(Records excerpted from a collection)

━━━━━━━━━━━━━━━━

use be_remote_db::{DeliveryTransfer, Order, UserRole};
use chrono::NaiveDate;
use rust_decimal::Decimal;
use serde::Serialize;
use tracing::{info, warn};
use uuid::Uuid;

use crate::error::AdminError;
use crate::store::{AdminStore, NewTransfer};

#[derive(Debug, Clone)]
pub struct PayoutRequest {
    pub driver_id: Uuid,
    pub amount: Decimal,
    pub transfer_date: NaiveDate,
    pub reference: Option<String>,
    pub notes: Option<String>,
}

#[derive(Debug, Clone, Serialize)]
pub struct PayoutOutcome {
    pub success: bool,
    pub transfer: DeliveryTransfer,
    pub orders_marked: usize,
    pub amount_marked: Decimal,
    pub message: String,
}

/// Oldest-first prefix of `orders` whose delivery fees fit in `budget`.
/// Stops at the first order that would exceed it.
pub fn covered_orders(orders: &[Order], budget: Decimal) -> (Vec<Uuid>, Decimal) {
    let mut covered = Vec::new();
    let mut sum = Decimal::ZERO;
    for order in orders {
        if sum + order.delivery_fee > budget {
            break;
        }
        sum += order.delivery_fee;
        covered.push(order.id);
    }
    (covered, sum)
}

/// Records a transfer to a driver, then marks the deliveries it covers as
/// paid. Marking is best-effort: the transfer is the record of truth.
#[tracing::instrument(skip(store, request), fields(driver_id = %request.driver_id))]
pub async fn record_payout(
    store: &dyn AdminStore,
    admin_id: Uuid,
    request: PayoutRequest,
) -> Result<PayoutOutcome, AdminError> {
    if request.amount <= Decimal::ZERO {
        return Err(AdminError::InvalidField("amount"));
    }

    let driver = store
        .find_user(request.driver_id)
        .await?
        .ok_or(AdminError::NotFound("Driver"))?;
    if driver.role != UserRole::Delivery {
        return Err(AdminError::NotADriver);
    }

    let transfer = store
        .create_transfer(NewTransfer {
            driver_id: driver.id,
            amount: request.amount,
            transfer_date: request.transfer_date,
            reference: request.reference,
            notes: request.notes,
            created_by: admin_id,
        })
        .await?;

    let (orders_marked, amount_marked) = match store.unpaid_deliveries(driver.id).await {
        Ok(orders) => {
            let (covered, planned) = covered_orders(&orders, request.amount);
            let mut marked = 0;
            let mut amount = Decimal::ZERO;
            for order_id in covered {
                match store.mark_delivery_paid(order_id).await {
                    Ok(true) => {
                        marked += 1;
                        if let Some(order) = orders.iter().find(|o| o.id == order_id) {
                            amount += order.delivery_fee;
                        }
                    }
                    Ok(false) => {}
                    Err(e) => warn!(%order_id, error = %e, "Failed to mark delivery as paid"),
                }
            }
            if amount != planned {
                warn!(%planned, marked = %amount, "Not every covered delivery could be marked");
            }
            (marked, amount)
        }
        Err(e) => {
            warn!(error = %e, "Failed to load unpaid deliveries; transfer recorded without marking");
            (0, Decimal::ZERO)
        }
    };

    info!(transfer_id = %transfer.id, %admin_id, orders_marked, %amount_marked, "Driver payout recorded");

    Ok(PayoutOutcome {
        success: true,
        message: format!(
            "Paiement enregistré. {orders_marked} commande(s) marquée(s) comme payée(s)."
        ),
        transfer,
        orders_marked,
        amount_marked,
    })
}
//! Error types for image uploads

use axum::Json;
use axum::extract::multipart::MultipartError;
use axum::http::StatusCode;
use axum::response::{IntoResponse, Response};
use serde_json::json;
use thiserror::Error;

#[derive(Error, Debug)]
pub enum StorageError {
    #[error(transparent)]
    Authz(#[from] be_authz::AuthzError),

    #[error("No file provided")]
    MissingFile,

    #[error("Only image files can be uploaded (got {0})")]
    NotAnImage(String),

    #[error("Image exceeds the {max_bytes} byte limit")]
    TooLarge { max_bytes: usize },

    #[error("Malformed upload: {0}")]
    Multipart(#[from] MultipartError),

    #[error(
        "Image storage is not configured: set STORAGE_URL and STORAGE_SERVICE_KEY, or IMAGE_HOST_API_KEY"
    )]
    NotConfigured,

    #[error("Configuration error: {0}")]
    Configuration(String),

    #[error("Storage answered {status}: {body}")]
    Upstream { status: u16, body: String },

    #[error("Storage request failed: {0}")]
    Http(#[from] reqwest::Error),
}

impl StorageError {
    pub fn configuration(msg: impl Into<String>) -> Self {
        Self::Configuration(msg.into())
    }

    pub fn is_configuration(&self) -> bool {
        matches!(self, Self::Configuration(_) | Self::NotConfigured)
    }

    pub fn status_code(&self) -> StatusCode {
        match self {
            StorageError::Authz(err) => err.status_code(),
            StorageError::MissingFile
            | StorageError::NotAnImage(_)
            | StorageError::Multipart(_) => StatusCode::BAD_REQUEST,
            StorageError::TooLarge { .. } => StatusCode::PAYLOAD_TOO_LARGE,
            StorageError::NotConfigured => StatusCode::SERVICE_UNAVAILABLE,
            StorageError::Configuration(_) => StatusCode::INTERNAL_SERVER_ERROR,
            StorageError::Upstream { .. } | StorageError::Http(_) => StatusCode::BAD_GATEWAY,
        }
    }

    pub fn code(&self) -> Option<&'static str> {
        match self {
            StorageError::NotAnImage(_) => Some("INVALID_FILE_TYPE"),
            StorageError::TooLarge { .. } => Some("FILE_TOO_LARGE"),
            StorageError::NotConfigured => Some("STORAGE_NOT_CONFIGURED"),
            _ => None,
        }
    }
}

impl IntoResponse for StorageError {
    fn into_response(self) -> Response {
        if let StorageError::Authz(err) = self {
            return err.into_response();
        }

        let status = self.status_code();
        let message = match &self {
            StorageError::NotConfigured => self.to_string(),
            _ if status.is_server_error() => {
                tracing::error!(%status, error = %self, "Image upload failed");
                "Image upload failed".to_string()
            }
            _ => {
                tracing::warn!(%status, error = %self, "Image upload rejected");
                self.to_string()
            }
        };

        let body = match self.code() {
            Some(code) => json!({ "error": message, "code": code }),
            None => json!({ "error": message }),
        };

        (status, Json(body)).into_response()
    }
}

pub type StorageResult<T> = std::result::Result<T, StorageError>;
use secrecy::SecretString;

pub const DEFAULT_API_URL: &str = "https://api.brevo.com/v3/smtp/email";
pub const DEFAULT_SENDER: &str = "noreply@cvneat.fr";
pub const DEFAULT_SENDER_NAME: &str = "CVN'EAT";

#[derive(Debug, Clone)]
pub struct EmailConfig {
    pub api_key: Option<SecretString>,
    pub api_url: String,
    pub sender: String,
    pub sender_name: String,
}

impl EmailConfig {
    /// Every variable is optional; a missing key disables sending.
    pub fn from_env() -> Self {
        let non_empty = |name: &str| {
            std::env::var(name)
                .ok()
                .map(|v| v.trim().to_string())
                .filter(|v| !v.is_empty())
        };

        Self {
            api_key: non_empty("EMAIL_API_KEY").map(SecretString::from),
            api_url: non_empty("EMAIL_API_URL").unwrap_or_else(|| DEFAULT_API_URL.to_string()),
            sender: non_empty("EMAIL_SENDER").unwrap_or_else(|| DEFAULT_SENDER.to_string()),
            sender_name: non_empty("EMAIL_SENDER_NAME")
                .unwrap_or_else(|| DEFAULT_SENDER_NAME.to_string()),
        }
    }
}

━━━━━━━━━━━━━━━━

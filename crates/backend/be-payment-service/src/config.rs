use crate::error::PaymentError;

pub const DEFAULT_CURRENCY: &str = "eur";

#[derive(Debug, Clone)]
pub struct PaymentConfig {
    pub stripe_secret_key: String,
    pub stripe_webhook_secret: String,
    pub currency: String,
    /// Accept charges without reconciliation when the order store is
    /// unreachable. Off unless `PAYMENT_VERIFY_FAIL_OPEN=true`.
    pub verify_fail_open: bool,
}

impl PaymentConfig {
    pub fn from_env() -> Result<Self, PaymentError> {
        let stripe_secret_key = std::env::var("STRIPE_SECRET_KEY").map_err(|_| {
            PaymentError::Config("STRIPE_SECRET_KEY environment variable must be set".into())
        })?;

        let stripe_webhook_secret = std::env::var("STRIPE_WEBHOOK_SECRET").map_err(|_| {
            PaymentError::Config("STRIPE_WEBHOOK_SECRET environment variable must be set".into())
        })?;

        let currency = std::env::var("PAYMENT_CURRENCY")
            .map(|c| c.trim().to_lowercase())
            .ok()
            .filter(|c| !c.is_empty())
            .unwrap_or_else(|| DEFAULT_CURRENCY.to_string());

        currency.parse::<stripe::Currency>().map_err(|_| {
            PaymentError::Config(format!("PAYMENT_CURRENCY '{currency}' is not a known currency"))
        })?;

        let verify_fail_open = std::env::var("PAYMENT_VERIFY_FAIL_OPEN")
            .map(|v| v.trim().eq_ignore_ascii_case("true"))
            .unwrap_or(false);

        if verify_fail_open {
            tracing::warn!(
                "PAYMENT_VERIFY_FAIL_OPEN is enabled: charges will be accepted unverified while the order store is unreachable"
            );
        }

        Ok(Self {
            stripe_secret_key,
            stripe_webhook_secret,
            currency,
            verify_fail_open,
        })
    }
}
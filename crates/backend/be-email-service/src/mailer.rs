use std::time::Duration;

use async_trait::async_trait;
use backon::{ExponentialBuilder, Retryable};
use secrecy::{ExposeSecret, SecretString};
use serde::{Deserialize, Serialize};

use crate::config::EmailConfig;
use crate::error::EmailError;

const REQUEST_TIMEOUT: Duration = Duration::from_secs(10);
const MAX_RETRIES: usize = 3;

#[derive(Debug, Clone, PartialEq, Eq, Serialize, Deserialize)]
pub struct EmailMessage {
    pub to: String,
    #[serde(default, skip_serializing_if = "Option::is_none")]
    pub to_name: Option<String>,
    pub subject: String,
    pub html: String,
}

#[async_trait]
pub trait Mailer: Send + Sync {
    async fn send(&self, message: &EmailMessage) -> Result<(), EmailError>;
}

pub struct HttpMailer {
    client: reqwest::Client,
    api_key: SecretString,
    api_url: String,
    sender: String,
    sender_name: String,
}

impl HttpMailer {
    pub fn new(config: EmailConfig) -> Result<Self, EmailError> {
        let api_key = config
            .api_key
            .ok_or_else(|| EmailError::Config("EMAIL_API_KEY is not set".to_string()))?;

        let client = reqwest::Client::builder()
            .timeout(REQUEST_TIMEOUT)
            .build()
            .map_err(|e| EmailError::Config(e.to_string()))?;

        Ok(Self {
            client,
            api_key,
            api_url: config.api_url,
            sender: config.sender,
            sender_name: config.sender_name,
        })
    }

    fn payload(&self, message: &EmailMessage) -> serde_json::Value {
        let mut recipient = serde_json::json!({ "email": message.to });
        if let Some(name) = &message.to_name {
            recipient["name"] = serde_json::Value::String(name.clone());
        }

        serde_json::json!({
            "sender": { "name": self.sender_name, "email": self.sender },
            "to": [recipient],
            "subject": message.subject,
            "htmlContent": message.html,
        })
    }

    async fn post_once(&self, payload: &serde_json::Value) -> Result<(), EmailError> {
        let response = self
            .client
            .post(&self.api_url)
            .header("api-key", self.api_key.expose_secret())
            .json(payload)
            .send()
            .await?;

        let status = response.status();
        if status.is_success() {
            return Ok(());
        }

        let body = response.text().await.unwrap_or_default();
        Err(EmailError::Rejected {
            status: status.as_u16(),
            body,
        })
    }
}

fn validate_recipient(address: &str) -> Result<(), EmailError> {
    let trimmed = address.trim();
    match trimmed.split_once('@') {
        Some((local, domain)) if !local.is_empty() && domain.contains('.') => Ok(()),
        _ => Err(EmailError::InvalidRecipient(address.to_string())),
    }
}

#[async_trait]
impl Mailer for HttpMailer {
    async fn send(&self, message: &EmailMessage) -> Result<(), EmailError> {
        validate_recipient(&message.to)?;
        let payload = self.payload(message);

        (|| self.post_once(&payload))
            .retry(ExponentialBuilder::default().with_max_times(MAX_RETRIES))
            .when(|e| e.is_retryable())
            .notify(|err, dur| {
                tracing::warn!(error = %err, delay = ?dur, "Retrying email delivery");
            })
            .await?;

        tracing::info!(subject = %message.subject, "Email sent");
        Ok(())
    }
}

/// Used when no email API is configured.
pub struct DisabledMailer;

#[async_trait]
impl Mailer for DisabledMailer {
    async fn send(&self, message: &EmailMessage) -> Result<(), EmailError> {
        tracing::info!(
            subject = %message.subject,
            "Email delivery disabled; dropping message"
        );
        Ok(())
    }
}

━━━━━━━━━━━━━━━━

- Problem details
Identify each line in the records above that contains the word "trimmed", and copy it out in full.

- Final answer
    let trimmed = address.trim();
    match trimmed.split_once('@') {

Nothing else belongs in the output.